▶ _Your assignment_
Repeat only the lines below from the one containing "use async_trait::async_trait;" through the one containing "async fn ask(&self, state: &str, context: &[String])", inclusive, exactly as written.

"""

use std::future::Future;
use std::sync::Arc;
use std::time::Duration;

use diagnostics::DiagnosticResult;
use serde::Serialize;
use sim::PartialReadings;
use tracing::{debug, warn};

use crate::assistant::{format_system_state, Assistant, AssistantReply};
use crate::error::CollaboratorError;
use crate::search::ManualSearch;

const DEFAULT_TIMEOUT: Duration = Duration::from_secs(5);
const DEFAULT_SEARCH_LIMIT: usize = 5;

#[derive(Clone, Debug, PartialEq, Serialize)]
pub struct EnrichedResult {
    #[serde(flatten)]
    pub result: DiagnosticResult,
    #[serde(skip_serializing_if = "Option::is_none")]
    pub analysis: Option<AssistantReply>,
    /// Non-fatal collaborator problems.
    #[serde(skip_serializing_if = "Vec::is_empty")]
    pub notes: Vec<String>,
}

/// Optional external collaborators, each call bounded by `timeout`.
#[derive(Clone)]
pub struct Collaborators {
    search: Option<Arc<dyn ManualSearch>>,
    assistant: Option<Arc<dyn Assistant>>,
    timeout: Duration,
    search_limit: usize,
}

impl Default for Collaborators {
    fn default() -> Self {
        Self {
            search: None,
            assistant: None,
            timeout: DEFAULT_TIMEOUT,
            search_limit: DEFAULT_SEARCH_LIMIT,
        }
    }
}

impl Collaborators {
    pub fn with_search(mut self, search: Arc<dyn ManualSearch>) -> Self {
        self.search = Some(search);
        self
    }

    pub fn with_assistant(mut self, assistant: Arc<dyn Assistant>) -> Self {
        self.assistant = Some(assistant);
        self
    }

    pub fn with_timeout(mut self, timeout: Duration) -> Self {
        self.timeout = timeout;
        self
    }

    pub fn with_search_limit(mut self, limit: usize) -> Self {
        self.search_limit = limit;
        self
    }

    /// Decorates an already computed result. Collaborator failures and
    /// timeouts end up in `notes`; the diagnosis and safety warnings are never
    /// altered.
    pub async fn enrich(&self, readings: &PartialReadings, mut result: DiagnosticResult) -> EnrichedResult {
        let mut notes = Vec::new();
        let mut context = Vec::new();

        if let Some(search) = &self.search {
            let query = search_query(&result.diagnosis, readings);
            let call = search.search(&query, None, self.search_limit);
            match bounded("manual search", self.timeout, call).await {
                Ok(hits) if !hits.is_empty() => {
                    let mut refs: Vec<String> = Vec::with_capacity(hits.len());
                    for hit in hits {
                        if !refs.contains(&hit.reference) {
                            refs.push(hit.reference);
                        }
                        context.push(hit.content);
                    }
                    result.source_references = refs;
                }
                Ok(_) => debug!(%query, "no manual sections matched, keeping static references"),
                Err(e) => {
                    warn!(error = %e, "manual search unavailable");
                    notes.push(e.to_string());
                }
            }
        }

        let mut analysis = None;
        if let Some(assistant) = &self.assistant {
            let state = format_system_state(readings);
            match bounded("assistant", self.timeout, assistant.ask(&state, &context)).await {
                Ok(reply) => analysis = Some(reply),
                Err(e) => {
                    warn!(error = %e, "assistant unavailable");
                    notes.push(e.to_string());
                }
            }
        }

        EnrichedResult { result, analysis, notes }
    }
}

fn search_query(diagnosis: &str, readings: &PartialReadings) -> String {
    let mut parts = vec![diagnosis.to_string()];
    parts.extend(readings.alarms.iter().map(|a| a.replace('_', " ")));
    parts.join(" ")
}

/// Dropping the future on timeout cancels the call.
async fn bounded<T, F>(collaborator: &'static str, after: Duration, call: F) -> Result<T, CollaboratorError>
where
    F: Future<Output = Result<T, CollaboratorError>>,
{
    tokio::time::timeout(after, call)
        .await
        .map_err(|_| CollaboratorError::Timeout { collaborator, after })?
}

#[cfg(test)]
mod tests {
    use super::*;
    use crate::search::{KeywordIndex, ManualSection, SearchHit};
    use async_trait::async_trait;
    use diagnostics::DiagnosticsEngine;
    use sim::Sensor;

    struct Stalled;

    #[async_trait]
    impl ManualSearch for Stalled {
        async fn search(&self, _: &str, _: Option<&str>, _: usize) -> Result<Vec<SearchHit>, CollaboratorError> {
            tokio::time::sleep(Duration::from_secs(3600)).await;
            Ok(Vec::new())
        }
    }

    struct Broken;

    #[async_trait]
    impl Assistant for Broken {
        async fn ask(&self, _: &str, _: &[String]) -> Result<AssistantReply, CollaboratorError> {
            Err(CollaboratorError::Failed {
                collaborator: "assistant",
                reason: "missing API key".into(),
            })
        }
    }

    struct Echo;

    #[async_trait]
    impl Assistant for Echo {
        async fn ask(&self, state: &str, context: &[String]) -> Result<AssistantReply, CollaboratorError> {
            Ok(AssistantReply {
                text: format!("{} sections for:\n{state}", context.len()),
                references: vec!["Echo".into()],
            })
        }
    }

    fn hot() -> PartialReadings {
        let mut r = PartialReadings::default().with(Sensor::DischargeTemp, 250.0);
        r.alarms.insert("high_discharge_temp".into());
        r
    }

    fn index() -> Arc<KeywordIndex> {
        Arc::new(KeywordIndex::new(vec![ManualSection {
            reference: "Copeland AE4-1327: Section 4.1".into(),
            component: None,
            content: "High discharge temperature: check condenser fan".into(),
        }]))
    }

    #[tokio::test]
    async fn search_hits_replace_static_references() {
        let r = hot();
        let result = DiagnosticsEngine::builtin().diagnose(&r);
        let enriched = Collaborators::default()
            .with_search(index())
            .with_assistant(Arc::new(Echo))
            .enrich(&r, result.clone())
            .await;

        assert_eq!(enriched.result.source_references, vec!["Copeland AE4-1327: Section 4.1"]);
        assert_eq!(enriched.result.diagnosis, result.diagnosis);
        let analysis = enriched.analysis.unwrap();
        assert!(analysis.text.starts_with("1 sections for:"));
        assert!(analysis.text.contains("discharge_temp_f: 250"));
        assert!(enriched.notes.is_empty());
    }

    #[tokio::test(start_paused = true)]
    async fn stalled_search_times_out_and_keeps_result() {
        let r = hot();
        let result = DiagnosticsEngine::builtin().diagnose(&r);
        let enriched = Collaborators::default()
            .with_search(Arc::new(Stalled))
            .with_timeout(Duration::from_millis(200))
            .enrich(&r, result.clone())
            .await;

        assert_eq!(enriched.result, result);
        assert_eq!(enriched.notes.len(), 1);
        assert!(enriched.notes[0].contains("timed out"));
    }

    #[tokio::test]
    async fn failing_assistant_becomes_a_note() {
        let r = hot();
        let result = DiagnosticsEngine::builtin().diagnose(&r);
        let enriched = Collaborators::default()
            .with_assistant(Arc::new(Broken))
            .enrich(&r, result.clone())
            .await;

        assert_eq!(enriched.result, result);
        assert!(enriched.analysis.is_none());
        assert_eq!(enriched.notes, vec!["assistant failed: missing API key".to_string()]);
    }

    #[tokio::test]
    async fn no_collaborators_is_a_no_op() {
        let r = hot();
        let result = DiagnosticsEngine::builtin().diagnose(&r);
        let enriched = Collaborators::default().enrich(&r, result.clone()).await;
        assert_eq!(enriched.result, result);
        assert!(enriched.analysis.is_none() && enriched.notes.is_empty());
    }

    #[tokio::test]
    async fn search_limit_caps_references() {
        let index = Arc::new(KeywordIndex::new(vec![
            ManualSection {
                reference: "Copeland AE4-1327: Section 4.1".into(),
                component: None,
                content: "High discharge temperature: check condenser fan".into(),
            },
            ManualSection {
                reference: "Heatcraft Condenser Guide".into(),
                component: None,
                content: "Discharge pressure rises when the condenser is dirty".into(),
            },
        ]));
        let r = hot();
        let result = DiagnosticsEngine::builtin().diagnose(&r);

        let all = Collaborators::default().with_search(index.clone()).enrich(&r, result.clone()).await;
        assert_eq!(all.result.source_references.len(), 2);

        let capped = Collaborators::default()
            .with_search(index)
            .with_search_limit(1)
            .enrich(&r, result)
            .await;
        assert_eq!(capped.result.source_references, vec!["Copeland AE4-1327: Section 4.1"]);
    }

    #[test]
    fn query_includes_alarm_words() {
        assert_eq!(
            search_query("High discharge temperature condition", &hot()),
            "High discharge temperature condition high discharge temp"
        );
    }
}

"""

▶ _Solution for this exercise_
    use async_trait::async_trait;
    use diagnostics::DiagnosticsEngine;
    use sim::Sensor;

    struct Stalled;

    #[async_trait]
    impl ManualSearch for Stalled {
        async fn search(&self, _: &str, _: Option<&str>, _: usize) -> Result<Vec<SearchHit>, CollaboratorError> {
            tokio::time::sleep(Duration::from_secs(3600)).await;
            Ok(Vec::new())
        }
    }

    struct Broken;

    #[async_trait]
    impl Assistant for Broken {
        async fn ask(&self, _: &str, _: &[String]) -> Result<AssistantReply, CollaboratorError> {
            Err(CollaboratorError::Failed {
                collaborator: "assistant",
                reason: "missing API key".into(),
            })
        }
    }

    struct Echo;

    #[async_trait]
    impl Assistant for Echo {
        async fn ask(&self, state: &str, context: &[String]) -> Result<AssistantReply, CollaboratorError> {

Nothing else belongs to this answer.